In qPCR analysis, the specificity of the primer set for the detection of Salmonella sp. was ascertained by testing with other bacterial species. When the qPCR was performed using known DNA concentrations of Salmonella (S. Enteritidis and S. Typhimurium Nos-6) and non-Salmonella strains (Escherichia coli O157:H7 EDL 933, E. coli K-12, Pseudomonas aeruginosa, Citrobacter freundii, and Enterobacter aerogenes), positive amplification was obtained only with the Salmonella DNA samples, thus confirming the specificity of the primer set for detection of Salmonella species only (data not shown). The results obtained from qPCR analysis were found to be in accordance with the viable-cell counts by plating, suggesting that replacing the traditional culture method with qPCR for quantification of bacterial load is applicable.
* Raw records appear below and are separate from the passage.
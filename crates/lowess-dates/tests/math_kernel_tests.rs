//! Tests for the tricube kernel and the weight matrices built from it.
//!
//! These tests verify the mathematical building blocks of every fit:
//! - Tricube evaluation and its degenerate threshold
//! - Bandwidth rank selection at the fraction extremes
//! - Distance, threshold and weight matrices with their shape contracts
//! - Row normalization and the prediction blend
//! - Empirical quantiles and moments
//!
//! ## Test Organization
//!
//! 1. **Kernel Evaluation** - Values, monotonicity, degenerate thresholds
//! 2. **Bandwidth Index** - Rank clamping
//! 3. **Weight Matrices** - Shapes, bounds, normalization
//! 4. **Blend Weights** - Prediction-side weights and inactive anchors
//! 5. **Statistics** - Quantiles and standard deviation

use approx::assert_relative_eq;
use rand::rngs::StdRng;
use rand::{Rng, SeedableRng};

use lowess_dates::internals::math::kernel::{
    bandwidth_index, blend_weights, distance_matrix, normalize_rows, row_thresholds,
    scale_columns, tricube, tricube_weights,
};
use lowess_dates::internals::math::stats::{mean, population_std_dev, quantile_linear};

// ============================================================================
// Kernel Evaluation Tests
// ============================================================================

/// Test tricube at the centre, inside and beyond the threshold.
#[test]
fn test_tricube_values() {
    assert_relative_eq!(tricube(0.0, 1.0), 1.0);
    assert_relative_eq!(tricube(0.5, 1.0), (1.0f64 - 0.125).powi(3), epsilon = 1e-12);
    assert_relative_eq!(tricube(1.0, 1.0), 0.0);
    assert_relative_eq!(tricube(3.0, 1.0), 0.0);

    // Symmetric in the sign of the distance
    assert_relative_eq!(tricube(-0.5, 2.0), tricube(0.5, 2.0));
}

/// Test tricube is non-increasing in distance for a fixed threshold.
#[test]
fn test_tricube_monotone() {
    for &t in &[0.1, 1.0, 7.5] {
        let mut prev = tricube(0.0, t);
        assert_relative_eq!(prev, 1.0);
        for i in 1..=200 {
            let d = t * i as f64 / 100.0;
            let w = tricube(d, t);
            assert!(w <= prev, "tricube increased at d={d}, t={t}");
            assert!((0.0..=1.0).contains(&w));
            prev = w;
        }
    }
}

/// Test a zero threshold keeps only exact matches.
#[test]
fn test_tricube_zero_threshold() {
    assert_eq!(tricube(0.0, 0.0), 1.0);
    assert_eq!(tricube(1e-9, 0.0), 0.0);
    assert_eq!(tricube(2.0, -1.0), 0.0);
}

// ============================================================================
// Bandwidth Index Tests
// ============================================================================

/// Test the bandwidth rank is `ceil(n * frac) - 1` clamped into range.
#[test]
fn test_bandwidth_index() {
    assert_eq!(bandwidth_index(10, 0.3), 2);
    assert_eq!(bandwidth_index(10, 1.0), 9);
    assert_eq!(bandwidth_index(10, 0.01), 0);
    assert_eq!(bandwidth_index(3, 0.5), 1);
    assert_eq!(bandwidth_index(1, 1.0), 0);
    assert_eq!(bandwidth_index(0, 0.5), 0);
}

// ============================================================================
// Weight Matrix Tests
// ============================================================================

/// Test distance and weight matrices have `locations × points` shape.
#[test]
fn test_matrix_shapes() {
    let locations = [0.0, 5.0];
    let points = [0.0, 1.0, 2.0, 3.0];

    let distances = distance_matrix(&locations, &points);
    assert_eq!(distances.dim(), (2, 4));
    assert_relative_eq!(distances[[1, 0]], 5.0);

    let weights = tricube_weights(&locations, &points, 0.5);
    assert_eq!(weights.dim(), (2, 4));
}

/// Test thresholds pick the bandwidth-ranked distance of each row.
#[test]
fn test_row_thresholds() {
    let points = [0.0, 1.0, 2.0, 3.0, 4.0];
    let distances = distance_matrix(&[0.0, 2.0], &points);

    // n = 5, frac = 0.6 -> rank 2
    let thresholds = row_thresholds(&distances, 0.6);
    assert_relative_eq!(thresholds[0], 2.0);
    assert_relative_eq!(thresholds[1], 1.0);
}

/// Test normalized rows are bounded and sum to 1, or are all zero.
#[test]
fn test_normalized_weights_bounded() {
    let mut rng = StdRng::seed_from_u64(7);
    let points: Vec<f64> = (0..40).map(|_| rng.random_range(0.0..10.0)).collect();
    let anchors: Vec<f64> = (0..12).map(|i| i as f64).collect();
    let scale: Vec<f64> = points
        .iter()
        .map(|&p| if p < 2.0 { 0.0 } else { 1.0 })
        .collect();

    let mut weights = tricube_weights(&anchors, &points, 0.2);
    scale_columns(&mut weights, &scale);
    normalize_rows(&mut weights);

    for row in weights.rows() {
        let sum: f64 = row.sum();
        assert!(row.iter().all(|w| w.is_finite() && (0.0..=1.0).contains(w)));
        assert!(sum == 0.0 || (sum - 1.0).abs() < 1e-10, "row sum {sum}");
    }
}

/// Test an all-zero row is reported as degenerate and stays zero.
#[test]
fn test_normalize_degenerate_rows() {
    let mut weights = tricube_weights(&[0.0, 1.0], &[0.0, 1.0, 2.0], 1.0);
    scale_columns(&mut weights, &[0.0, 0.0, 0.0]);

    let degenerate = normalize_rows(&mut weights);
    assert_eq!(degenerate, 2);
    assert!(weights.iter().all(|&w| w == 0.0));
}

// ============================================================================
// Blend Weight Tests
// ============================================================================

/// Test blend weights are `predictions × anchors` and rows sum to 1.
#[test]
fn test_blend_weights_shape() {
    let anchors: Vec<f64> = (0..5).map(|i| i as f64 * 2.0).collect();
    let x_pred: Vec<f64> = (0..21).map(|i| i as f64 * 0.5).collect();

    let (blend, degenerate) = blend_weights(&anchors, &[true; 5], &x_pred, 0.5);
    assert_eq!(blend.dim(), (21, 5));
    assert_eq!(degenerate, 0);
    for row in blend.rows() {
        assert_relative_eq!(row.sum(), 1.0, epsilon = 1e-10);
    }
}

/// Test inactive anchors never receive blend weight.
#[test]
fn test_blend_weights_inactive() {
    let anchors = [0.0, 1.0, 2.0, 3.0];
    let x_pred: Vec<f64> = (0..31).map(|i| i as f64 * 0.1).collect();

    let (blend, _) = blend_weights(&anchors, &[true, false, true, true], &x_pred, 0.8);
    assert!(blend.column(1).iter().all(|&w| w == 0.0));
}

// ============================================================================
// Statistics Tests
// ============================================================================

/// Test linear-interpolated quantiles.
#[test]
fn test_quantile_linear() {
    let values = [4.0, 1.0, 3.0, 2.0, 5.0];
    assert_relative_eq!(quantile_linear(&values, 0.0).unwrap(), 1.0);
    assert_relative_eq!(quantile_linear(&values, 0.5).unwrap(), 3.0);
    assert_relative_eq!(quantile_linear(&values, 1.0).unwrap(), 5.0);
    assert_relative_eq!(quantile_linear(&values, 0.125).unwrap(), 1.5);
    assert!(quantile_linear::<f64>(&[], 0.5).is_none());
}

/// Test mean and population standard deviation.
#[test]
fn test_moments() {
    let values = [2.0, 4.0, 4.0, 4.0, 5.0, 5.0, 7.0, 9.0];
    assert_relative_eq!(mean(&values).unwrap(), 5.0);
    assert_relative_eq!(population_std_dev(&values).unwrap(), 2.0);
    assert!(mean::<f64>(&[]).is_none());
}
This will help significantly reduce the time required to obtain cell counts. We have shown that the pathogenic target in chicken homogenates could be quantified within 6 h. It is noted that the detection time could be even shorter, with the cleanup cycle for the cell concentration instrument being run concurrently with a qPCR.

In previous studies, other types of separation and concentration techniques have been reported in recovering pathogenic cells from food homogenates. Some recent works are summarized in Table 1. For example, Wolffs et al. used a two-step filtration protocol followed by a real-time PCR assay, allowing quantitation of 75 CFU/g of Salmonella and identification of as low as 0.22 CFU/g in chicken rinse within 3 h (7); Fukushima et al. combined filtration, centrifugation, and buoyant density gradient centrifugation, concentrating cells by 250-fold, and enabling detection of 10¹ to 10³ CFU/g of Salmonella assay in naturally contaminated chicken using real-time qPCR (RTi-qPCR) (8). Here, when processing higher-volume samples (250 ml) using an automated instrument, significant numbers of microorganisms are recovered from chicken natural microbiota (10³ to 10⁶ CFU/ml) with a mean recovery of 76.2% of viable cells. In the natural microbiota of chicken homogenates, the lowest detectable amount of Salmonella was 1.3 log CFU/ml of Salmonella equivalent to −1.80 log CFU/ml in prefiltered sample or 0.16 CFU/g chicken meat. This illustrates the utility of recovery and concentration of targeted pathogens from food samples.